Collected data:

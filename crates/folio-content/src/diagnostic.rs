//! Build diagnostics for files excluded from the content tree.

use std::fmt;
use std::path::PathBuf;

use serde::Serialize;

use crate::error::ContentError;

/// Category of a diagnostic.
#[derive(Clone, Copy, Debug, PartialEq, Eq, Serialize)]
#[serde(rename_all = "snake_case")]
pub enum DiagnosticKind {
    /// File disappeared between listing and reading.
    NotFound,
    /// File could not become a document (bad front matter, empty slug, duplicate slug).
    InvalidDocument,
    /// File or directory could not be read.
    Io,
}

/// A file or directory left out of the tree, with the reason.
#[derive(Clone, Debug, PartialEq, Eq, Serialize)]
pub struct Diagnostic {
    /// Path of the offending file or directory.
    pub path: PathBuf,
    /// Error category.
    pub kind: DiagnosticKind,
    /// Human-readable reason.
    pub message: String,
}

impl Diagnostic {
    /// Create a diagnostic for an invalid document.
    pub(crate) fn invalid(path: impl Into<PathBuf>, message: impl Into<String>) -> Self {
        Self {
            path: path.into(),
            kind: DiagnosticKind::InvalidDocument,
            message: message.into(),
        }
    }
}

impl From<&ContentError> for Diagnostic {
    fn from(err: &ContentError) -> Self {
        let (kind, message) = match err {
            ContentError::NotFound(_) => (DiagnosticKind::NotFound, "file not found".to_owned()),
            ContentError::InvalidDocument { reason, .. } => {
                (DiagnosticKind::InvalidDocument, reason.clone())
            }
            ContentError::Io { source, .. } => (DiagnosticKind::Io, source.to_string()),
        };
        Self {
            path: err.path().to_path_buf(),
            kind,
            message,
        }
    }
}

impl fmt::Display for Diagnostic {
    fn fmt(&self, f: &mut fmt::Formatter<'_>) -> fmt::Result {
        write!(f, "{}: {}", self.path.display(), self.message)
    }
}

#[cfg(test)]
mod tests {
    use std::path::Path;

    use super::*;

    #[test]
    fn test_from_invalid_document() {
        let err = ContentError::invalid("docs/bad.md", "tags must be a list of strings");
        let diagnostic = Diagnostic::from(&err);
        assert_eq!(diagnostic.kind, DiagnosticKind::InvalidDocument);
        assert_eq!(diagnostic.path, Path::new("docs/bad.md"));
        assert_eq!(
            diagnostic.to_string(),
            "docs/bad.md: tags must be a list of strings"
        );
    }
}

---

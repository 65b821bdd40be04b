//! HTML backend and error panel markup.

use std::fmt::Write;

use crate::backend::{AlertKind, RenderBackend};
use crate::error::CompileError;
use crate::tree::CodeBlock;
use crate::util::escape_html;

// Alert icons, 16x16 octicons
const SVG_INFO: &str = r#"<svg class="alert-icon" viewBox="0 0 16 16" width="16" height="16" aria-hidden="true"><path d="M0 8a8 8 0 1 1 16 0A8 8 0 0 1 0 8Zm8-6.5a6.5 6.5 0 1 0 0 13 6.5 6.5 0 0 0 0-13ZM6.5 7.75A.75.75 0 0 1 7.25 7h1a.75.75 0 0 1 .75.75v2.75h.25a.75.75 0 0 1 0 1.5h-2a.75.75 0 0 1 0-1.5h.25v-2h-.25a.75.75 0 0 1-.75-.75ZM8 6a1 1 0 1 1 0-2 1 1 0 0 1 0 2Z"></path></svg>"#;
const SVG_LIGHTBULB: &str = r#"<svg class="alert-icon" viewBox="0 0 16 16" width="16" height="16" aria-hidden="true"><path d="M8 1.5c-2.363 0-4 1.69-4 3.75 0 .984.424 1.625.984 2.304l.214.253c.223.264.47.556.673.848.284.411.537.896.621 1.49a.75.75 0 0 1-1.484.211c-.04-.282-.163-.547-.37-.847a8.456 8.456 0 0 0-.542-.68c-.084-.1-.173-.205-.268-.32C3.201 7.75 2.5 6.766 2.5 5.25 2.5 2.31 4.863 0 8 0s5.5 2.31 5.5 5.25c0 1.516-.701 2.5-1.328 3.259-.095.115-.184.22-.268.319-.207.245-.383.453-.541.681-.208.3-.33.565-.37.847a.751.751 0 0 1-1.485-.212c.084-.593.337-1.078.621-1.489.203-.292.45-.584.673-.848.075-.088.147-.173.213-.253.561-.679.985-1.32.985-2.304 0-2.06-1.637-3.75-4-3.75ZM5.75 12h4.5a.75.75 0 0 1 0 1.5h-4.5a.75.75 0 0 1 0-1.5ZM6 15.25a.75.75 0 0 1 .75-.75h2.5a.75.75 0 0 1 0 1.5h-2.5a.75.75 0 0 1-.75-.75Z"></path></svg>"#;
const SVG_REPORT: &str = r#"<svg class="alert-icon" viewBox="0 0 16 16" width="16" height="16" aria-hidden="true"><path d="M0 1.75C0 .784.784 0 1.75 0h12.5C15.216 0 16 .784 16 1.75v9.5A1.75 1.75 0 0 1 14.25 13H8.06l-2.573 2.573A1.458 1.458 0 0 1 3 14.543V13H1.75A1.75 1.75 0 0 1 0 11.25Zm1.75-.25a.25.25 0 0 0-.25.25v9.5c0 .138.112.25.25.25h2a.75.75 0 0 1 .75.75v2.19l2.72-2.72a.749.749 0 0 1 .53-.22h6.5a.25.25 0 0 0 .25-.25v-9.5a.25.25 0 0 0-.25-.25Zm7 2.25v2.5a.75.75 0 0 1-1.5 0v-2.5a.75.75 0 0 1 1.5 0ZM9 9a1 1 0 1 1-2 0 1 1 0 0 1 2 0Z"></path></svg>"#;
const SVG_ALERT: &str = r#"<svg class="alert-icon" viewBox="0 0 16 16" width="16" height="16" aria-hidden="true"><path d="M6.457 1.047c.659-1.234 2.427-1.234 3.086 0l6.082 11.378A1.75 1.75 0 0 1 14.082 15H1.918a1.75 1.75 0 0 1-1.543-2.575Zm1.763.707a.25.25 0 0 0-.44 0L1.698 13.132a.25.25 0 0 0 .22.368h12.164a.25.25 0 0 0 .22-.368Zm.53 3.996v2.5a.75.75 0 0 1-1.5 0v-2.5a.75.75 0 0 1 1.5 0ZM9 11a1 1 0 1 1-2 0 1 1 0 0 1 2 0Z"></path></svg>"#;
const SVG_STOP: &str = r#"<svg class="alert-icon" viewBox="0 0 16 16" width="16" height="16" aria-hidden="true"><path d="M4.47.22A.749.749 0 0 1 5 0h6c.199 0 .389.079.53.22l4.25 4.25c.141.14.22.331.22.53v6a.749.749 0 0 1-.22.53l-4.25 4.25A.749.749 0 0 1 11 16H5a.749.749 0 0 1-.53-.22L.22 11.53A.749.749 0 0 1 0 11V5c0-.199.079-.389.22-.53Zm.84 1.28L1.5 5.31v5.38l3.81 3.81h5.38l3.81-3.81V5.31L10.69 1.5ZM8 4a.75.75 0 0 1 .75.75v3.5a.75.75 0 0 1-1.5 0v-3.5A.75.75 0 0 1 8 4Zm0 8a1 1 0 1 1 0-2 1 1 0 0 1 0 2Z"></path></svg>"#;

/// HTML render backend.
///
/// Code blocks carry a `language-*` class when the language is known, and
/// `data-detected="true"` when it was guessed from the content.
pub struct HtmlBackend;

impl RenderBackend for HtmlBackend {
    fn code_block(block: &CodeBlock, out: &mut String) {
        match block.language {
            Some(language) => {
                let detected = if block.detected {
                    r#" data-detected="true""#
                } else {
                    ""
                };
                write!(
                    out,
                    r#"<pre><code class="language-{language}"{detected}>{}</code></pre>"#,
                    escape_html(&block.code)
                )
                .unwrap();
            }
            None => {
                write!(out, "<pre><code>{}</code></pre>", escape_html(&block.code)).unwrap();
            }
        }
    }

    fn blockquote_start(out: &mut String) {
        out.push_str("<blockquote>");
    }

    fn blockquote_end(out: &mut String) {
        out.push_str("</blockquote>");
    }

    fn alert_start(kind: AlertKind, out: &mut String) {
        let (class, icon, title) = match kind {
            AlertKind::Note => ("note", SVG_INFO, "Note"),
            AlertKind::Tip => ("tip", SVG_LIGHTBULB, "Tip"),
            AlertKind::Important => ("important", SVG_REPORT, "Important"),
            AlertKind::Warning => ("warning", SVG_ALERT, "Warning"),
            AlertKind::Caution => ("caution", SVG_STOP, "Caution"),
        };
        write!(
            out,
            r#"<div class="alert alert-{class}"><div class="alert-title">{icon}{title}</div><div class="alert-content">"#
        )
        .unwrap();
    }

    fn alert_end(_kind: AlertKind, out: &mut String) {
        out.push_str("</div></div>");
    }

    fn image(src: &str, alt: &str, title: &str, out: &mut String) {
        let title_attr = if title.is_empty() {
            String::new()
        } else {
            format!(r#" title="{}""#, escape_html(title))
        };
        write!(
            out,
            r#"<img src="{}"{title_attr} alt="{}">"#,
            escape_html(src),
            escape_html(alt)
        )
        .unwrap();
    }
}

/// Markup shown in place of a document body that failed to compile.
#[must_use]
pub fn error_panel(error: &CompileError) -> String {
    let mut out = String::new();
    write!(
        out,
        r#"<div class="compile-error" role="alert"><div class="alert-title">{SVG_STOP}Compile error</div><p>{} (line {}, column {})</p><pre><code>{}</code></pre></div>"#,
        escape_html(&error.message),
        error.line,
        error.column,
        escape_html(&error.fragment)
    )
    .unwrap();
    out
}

▶ [Prompt]: Reproduce only the lines above spanning from the line containing "filename crates/folio-content/src/diagnostic.rs" through the line containing "pub enum DiagnosticKind", word for word.

▶ [Your response]:
filename crates/folio-content/src/diagnostic.rs
//! Build diagnostics for files excluded from the content tree.

use std::fmt;
use std::path::PathBuf;

use serde::Serialize;

use crate::error::ContentError;

/// Category of a diagnostic.
#[derive(Clone, Copy, Debug, PartialEq, Eq, Serialize)]
#[serde(rename_all = "snake_case")]
pub enum DiagnosticKind {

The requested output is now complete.